⟨
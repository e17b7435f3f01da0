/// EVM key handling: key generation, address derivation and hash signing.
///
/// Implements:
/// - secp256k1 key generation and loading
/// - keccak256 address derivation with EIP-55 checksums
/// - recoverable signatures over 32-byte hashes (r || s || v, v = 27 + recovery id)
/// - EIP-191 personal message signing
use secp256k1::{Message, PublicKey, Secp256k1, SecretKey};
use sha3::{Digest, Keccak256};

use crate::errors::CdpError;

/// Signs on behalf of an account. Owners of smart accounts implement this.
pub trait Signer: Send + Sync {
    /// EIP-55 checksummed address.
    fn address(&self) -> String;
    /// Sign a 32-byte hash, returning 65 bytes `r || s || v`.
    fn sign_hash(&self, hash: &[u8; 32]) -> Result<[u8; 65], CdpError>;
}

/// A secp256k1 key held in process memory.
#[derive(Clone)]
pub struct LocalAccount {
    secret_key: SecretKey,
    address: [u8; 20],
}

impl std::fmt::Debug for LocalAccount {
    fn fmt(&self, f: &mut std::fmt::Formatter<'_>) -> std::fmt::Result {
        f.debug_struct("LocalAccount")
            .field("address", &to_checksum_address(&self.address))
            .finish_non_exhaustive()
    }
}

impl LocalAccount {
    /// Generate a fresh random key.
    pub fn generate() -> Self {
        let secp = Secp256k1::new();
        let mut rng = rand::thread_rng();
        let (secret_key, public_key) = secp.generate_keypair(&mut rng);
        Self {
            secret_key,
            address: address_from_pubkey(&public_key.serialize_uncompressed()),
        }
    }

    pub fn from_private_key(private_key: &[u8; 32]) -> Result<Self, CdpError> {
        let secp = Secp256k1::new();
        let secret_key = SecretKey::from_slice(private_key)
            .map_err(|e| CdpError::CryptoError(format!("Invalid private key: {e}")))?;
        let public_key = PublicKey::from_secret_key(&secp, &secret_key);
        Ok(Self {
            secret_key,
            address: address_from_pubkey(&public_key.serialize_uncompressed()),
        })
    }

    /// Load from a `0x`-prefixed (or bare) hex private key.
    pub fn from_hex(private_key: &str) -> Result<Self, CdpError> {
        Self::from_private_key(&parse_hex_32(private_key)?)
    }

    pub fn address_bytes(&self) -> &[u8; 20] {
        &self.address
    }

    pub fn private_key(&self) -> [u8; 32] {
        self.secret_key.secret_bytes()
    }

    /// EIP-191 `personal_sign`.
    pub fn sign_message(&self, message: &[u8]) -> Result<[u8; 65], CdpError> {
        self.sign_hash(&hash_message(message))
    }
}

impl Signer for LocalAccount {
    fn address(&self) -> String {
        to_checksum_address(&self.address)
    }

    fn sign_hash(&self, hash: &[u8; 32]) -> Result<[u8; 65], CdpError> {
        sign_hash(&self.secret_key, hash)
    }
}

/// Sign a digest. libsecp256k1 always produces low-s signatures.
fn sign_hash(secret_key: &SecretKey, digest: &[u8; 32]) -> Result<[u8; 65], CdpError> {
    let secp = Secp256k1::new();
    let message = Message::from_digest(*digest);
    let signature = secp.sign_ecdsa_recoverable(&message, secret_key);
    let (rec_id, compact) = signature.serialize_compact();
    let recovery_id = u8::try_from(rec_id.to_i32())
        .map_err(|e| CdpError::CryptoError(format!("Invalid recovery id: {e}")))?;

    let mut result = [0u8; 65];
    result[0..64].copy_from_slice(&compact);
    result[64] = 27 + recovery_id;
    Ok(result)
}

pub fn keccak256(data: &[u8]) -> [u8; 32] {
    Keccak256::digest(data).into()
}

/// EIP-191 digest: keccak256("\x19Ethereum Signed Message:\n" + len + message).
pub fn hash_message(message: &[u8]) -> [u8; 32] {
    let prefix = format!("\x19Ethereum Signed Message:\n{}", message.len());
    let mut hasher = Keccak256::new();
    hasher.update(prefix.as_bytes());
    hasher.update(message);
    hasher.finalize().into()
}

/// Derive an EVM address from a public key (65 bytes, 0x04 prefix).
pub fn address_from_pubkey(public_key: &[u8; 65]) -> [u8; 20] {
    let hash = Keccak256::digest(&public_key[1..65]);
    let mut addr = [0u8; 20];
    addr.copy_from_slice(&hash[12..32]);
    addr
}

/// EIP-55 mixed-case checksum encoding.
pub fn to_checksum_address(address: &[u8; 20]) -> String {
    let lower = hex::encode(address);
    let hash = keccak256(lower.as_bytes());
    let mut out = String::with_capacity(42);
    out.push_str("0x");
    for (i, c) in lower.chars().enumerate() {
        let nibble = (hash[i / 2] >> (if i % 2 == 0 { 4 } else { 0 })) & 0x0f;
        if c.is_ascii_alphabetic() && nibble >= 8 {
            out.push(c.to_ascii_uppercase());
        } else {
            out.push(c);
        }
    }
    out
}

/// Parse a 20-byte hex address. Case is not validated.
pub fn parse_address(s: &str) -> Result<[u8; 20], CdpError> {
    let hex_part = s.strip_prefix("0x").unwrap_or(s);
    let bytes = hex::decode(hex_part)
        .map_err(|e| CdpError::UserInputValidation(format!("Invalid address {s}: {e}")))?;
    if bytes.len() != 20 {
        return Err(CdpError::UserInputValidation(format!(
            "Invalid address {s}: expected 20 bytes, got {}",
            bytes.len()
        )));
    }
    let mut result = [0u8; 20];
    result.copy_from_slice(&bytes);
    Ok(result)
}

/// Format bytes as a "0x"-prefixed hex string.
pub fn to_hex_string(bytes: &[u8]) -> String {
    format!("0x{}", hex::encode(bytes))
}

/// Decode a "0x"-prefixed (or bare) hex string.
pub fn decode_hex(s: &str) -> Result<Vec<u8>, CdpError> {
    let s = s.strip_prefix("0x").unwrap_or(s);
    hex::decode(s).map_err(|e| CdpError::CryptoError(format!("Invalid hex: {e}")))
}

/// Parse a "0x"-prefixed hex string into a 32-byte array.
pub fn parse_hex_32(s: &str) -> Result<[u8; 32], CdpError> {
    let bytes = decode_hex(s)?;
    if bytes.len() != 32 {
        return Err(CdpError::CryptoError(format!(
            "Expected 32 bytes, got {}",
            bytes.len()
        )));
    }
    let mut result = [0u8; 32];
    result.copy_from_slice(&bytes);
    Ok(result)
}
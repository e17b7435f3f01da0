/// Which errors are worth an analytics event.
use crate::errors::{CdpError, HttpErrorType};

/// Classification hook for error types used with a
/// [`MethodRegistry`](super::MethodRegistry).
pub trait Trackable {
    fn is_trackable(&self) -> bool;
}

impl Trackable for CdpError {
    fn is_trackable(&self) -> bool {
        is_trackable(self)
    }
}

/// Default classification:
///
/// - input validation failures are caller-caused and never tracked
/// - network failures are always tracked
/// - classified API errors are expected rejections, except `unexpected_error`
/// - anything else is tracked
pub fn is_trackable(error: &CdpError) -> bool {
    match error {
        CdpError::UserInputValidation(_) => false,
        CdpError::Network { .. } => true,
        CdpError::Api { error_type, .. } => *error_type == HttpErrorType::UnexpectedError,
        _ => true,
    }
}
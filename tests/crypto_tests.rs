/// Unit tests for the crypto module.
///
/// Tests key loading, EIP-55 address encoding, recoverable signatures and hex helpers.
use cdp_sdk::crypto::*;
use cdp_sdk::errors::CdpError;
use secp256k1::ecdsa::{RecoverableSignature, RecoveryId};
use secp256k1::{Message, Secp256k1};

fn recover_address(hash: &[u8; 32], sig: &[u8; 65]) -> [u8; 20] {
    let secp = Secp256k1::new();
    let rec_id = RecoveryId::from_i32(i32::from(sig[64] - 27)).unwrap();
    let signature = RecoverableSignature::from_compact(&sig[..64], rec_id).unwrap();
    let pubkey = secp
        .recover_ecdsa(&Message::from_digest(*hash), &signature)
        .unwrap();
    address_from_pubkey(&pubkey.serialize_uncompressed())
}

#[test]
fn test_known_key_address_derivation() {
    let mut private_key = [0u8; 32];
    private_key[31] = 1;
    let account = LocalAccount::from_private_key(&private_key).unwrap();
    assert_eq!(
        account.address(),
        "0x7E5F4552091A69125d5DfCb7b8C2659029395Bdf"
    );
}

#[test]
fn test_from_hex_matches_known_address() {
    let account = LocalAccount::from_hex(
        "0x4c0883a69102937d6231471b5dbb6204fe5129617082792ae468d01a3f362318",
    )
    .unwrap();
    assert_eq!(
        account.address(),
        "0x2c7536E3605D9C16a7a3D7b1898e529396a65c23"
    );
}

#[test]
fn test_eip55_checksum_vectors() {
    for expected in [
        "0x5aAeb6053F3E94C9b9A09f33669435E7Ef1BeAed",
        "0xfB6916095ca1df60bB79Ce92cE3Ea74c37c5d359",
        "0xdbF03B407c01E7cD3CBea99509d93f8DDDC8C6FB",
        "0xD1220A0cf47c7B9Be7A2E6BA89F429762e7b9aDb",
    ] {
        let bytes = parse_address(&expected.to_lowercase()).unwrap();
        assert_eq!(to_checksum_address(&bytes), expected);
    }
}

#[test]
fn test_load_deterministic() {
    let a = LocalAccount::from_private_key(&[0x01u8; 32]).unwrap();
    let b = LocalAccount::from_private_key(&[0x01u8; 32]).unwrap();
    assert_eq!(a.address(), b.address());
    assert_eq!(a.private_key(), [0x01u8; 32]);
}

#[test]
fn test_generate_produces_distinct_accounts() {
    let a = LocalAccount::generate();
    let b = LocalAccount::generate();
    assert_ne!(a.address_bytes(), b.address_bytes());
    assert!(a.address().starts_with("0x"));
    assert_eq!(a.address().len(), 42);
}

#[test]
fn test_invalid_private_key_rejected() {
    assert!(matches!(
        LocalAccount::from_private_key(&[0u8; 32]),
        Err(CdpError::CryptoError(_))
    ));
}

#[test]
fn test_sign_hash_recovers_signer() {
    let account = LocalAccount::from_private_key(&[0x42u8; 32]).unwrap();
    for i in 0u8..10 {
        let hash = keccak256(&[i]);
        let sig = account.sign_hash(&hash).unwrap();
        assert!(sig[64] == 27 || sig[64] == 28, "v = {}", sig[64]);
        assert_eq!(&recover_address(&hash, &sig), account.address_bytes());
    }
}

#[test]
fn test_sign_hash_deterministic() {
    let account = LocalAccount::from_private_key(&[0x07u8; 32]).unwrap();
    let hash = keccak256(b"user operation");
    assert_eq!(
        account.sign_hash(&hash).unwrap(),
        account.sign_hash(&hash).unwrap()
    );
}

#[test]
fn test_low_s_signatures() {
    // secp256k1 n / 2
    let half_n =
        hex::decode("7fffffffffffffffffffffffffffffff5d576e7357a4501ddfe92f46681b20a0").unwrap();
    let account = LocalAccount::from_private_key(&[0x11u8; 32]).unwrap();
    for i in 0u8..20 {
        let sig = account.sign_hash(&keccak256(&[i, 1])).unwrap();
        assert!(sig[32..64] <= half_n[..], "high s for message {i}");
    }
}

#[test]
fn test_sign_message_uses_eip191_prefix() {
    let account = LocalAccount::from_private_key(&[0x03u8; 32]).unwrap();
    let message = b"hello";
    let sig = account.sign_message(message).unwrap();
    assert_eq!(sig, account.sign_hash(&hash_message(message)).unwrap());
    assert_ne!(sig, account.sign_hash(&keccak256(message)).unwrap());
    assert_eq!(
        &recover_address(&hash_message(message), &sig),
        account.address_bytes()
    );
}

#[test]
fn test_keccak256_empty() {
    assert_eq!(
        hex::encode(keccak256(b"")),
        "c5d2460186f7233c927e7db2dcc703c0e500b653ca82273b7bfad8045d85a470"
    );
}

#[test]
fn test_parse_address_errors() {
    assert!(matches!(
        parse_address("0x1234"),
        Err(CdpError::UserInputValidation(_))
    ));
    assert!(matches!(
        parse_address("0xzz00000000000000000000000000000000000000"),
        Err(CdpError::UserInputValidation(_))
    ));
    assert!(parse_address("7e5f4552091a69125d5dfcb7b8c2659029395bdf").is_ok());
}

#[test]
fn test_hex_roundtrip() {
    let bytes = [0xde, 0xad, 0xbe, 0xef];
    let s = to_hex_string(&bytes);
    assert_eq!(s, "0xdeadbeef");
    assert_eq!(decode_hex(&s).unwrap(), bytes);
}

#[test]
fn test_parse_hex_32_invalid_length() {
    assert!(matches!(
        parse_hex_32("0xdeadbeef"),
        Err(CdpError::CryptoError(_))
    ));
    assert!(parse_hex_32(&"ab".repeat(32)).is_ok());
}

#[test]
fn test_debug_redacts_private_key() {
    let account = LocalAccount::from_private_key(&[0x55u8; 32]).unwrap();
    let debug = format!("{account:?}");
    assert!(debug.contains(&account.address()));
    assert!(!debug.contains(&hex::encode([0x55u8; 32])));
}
⟩
⟨
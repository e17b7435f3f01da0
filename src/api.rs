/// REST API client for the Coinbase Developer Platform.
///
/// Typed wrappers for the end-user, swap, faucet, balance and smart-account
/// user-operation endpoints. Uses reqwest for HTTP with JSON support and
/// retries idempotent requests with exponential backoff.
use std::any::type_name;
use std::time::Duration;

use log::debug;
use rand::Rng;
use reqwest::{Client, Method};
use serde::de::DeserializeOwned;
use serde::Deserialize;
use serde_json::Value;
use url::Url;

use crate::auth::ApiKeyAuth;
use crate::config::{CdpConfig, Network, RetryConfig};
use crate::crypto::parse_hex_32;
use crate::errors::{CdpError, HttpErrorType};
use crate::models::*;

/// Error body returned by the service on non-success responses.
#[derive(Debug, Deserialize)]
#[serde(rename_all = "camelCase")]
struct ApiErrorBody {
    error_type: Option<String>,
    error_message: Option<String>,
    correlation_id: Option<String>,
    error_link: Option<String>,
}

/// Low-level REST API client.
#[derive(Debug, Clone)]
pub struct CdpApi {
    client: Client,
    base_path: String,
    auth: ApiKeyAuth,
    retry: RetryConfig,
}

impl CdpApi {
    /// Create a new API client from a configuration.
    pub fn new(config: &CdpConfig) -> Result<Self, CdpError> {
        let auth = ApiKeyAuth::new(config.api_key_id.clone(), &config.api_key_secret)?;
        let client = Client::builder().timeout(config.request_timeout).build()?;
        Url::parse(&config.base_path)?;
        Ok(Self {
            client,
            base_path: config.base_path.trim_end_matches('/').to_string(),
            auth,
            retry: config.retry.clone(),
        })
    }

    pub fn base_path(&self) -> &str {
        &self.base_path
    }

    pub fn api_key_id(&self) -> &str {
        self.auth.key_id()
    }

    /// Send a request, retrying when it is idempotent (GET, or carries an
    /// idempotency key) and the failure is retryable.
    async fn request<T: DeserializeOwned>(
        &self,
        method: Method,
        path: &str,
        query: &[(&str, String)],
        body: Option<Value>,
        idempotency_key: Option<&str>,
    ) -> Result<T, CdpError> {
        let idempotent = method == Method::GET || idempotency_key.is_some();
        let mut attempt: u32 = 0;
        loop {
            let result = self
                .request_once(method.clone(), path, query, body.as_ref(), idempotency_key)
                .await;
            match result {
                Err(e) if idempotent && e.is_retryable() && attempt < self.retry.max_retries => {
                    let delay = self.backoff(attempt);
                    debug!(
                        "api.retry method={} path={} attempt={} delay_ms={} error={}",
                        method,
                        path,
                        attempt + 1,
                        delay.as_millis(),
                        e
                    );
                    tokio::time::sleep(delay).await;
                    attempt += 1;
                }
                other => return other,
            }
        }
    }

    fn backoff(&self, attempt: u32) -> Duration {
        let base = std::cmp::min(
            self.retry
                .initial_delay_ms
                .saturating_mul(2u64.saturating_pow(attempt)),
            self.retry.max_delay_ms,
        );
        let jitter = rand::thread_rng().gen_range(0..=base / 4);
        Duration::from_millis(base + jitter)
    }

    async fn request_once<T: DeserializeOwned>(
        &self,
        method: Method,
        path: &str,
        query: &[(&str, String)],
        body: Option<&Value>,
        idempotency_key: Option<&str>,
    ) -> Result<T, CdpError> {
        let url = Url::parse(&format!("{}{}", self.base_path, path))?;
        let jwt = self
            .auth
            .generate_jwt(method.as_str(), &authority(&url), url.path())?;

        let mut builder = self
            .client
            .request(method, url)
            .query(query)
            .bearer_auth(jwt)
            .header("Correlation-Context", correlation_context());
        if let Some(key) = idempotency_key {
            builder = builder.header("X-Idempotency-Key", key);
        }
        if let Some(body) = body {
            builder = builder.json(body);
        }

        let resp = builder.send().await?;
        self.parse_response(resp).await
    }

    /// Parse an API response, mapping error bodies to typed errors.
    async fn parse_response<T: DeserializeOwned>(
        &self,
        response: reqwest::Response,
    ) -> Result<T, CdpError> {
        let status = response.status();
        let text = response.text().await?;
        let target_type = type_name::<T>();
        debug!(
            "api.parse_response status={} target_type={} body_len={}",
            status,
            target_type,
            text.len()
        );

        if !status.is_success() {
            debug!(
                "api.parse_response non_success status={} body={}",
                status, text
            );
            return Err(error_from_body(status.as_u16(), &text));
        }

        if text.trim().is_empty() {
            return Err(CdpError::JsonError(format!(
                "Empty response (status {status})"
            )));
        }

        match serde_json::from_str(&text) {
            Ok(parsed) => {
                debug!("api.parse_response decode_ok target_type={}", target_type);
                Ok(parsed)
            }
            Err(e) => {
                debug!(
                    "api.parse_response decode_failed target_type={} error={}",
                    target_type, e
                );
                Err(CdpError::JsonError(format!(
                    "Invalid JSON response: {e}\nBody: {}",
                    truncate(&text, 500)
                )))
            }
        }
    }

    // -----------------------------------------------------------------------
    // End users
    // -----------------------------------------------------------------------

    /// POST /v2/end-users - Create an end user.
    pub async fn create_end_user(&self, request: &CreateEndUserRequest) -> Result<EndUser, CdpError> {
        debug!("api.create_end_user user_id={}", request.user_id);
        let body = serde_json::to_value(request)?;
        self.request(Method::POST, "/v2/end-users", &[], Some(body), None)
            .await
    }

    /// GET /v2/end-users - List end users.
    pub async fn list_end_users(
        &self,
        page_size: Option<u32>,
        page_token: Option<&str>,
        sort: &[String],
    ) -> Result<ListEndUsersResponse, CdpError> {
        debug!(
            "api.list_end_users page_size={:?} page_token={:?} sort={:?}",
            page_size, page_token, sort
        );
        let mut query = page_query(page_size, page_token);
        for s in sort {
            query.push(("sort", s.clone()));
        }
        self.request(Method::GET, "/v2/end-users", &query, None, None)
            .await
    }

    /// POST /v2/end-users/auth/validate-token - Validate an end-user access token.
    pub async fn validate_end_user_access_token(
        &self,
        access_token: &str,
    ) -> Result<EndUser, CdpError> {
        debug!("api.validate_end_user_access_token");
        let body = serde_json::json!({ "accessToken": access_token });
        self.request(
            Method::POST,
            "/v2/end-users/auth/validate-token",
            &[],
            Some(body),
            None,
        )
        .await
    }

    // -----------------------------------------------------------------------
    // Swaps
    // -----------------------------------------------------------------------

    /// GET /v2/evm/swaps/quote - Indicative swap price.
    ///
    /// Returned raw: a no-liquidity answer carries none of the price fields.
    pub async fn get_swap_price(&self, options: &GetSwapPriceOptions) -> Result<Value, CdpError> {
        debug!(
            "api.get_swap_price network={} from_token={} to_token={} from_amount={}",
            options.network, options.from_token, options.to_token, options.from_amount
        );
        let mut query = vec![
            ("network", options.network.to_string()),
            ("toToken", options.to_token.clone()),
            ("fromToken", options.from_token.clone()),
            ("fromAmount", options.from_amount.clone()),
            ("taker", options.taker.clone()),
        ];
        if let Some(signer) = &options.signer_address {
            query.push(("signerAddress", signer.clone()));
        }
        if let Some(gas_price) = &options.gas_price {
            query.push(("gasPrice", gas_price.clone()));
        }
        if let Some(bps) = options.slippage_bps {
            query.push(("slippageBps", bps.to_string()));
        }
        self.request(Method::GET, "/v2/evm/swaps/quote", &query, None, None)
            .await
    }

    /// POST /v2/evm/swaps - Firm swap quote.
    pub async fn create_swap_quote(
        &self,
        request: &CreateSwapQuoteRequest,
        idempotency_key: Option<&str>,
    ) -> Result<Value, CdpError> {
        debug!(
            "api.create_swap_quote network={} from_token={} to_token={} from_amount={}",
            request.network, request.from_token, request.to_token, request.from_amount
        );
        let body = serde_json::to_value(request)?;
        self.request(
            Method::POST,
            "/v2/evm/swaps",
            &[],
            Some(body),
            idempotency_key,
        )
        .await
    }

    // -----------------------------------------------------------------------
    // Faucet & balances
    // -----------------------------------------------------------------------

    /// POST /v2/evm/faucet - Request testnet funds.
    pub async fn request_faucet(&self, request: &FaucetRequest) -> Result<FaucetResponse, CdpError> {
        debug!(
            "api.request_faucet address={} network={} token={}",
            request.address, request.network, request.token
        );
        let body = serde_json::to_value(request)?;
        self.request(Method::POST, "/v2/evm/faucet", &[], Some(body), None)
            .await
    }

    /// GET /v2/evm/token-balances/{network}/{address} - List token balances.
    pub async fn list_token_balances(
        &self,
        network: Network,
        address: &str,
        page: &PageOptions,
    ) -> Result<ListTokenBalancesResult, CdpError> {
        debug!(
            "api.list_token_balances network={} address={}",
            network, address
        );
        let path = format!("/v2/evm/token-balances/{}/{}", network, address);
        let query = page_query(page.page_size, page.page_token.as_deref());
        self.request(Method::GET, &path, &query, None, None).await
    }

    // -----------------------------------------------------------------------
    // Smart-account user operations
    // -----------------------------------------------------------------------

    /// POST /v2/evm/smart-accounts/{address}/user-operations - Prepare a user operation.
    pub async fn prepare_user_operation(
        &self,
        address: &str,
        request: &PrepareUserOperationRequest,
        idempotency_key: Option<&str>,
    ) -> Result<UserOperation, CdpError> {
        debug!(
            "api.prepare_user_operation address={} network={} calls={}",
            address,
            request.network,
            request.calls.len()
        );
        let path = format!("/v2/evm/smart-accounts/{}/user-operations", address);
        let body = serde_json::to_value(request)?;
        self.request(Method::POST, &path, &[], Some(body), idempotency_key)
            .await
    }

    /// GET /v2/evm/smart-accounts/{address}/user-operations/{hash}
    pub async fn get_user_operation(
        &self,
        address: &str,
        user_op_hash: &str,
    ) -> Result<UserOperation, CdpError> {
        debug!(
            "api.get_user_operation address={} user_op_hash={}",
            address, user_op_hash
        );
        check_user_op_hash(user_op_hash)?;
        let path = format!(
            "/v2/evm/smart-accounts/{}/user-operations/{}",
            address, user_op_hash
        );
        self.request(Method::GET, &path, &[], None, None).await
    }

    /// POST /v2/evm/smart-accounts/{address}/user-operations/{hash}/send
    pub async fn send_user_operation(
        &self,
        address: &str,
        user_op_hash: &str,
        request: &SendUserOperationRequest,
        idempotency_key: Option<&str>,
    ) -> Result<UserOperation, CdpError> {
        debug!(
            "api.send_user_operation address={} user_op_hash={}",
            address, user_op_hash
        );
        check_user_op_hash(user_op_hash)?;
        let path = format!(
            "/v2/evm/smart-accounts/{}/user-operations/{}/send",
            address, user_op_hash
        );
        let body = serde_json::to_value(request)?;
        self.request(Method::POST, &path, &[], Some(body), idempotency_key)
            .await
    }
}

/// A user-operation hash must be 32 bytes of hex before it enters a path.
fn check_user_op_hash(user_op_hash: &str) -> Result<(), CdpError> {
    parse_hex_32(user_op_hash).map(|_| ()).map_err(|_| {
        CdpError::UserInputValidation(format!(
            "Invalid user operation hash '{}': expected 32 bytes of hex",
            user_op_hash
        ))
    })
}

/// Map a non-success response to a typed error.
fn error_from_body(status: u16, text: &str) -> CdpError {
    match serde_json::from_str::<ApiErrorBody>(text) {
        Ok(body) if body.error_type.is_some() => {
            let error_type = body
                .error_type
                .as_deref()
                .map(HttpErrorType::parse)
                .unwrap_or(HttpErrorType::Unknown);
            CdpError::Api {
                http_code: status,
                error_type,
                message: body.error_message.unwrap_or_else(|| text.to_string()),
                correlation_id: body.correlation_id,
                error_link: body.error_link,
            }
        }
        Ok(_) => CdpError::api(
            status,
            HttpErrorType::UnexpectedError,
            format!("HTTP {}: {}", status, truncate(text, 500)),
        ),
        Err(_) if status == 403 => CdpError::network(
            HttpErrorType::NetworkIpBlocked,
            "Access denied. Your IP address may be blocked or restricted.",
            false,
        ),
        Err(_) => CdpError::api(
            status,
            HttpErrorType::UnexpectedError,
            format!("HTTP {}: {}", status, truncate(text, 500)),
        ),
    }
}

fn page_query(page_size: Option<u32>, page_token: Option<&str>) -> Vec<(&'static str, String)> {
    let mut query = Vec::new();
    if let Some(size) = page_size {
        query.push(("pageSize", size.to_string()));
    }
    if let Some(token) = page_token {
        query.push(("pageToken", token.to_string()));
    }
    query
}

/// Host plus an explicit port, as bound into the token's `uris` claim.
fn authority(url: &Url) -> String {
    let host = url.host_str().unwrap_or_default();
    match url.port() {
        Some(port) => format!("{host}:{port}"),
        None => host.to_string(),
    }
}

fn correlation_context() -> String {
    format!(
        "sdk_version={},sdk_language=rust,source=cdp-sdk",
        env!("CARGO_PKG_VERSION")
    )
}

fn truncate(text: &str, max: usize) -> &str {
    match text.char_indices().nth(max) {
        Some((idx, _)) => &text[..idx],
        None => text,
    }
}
⟩
§ REQUIRED WORK
In the records above, find each line with the word "DeserializeOwned" and copy it.

§ RESPONSE AREA
use serde::de::DeserializeOwned;
    async fn request<T: DeserializeOwned>(
    async fn request_once<T: DeserializeOwned>(
    async fn parse_response<T: DeserializeOwned>(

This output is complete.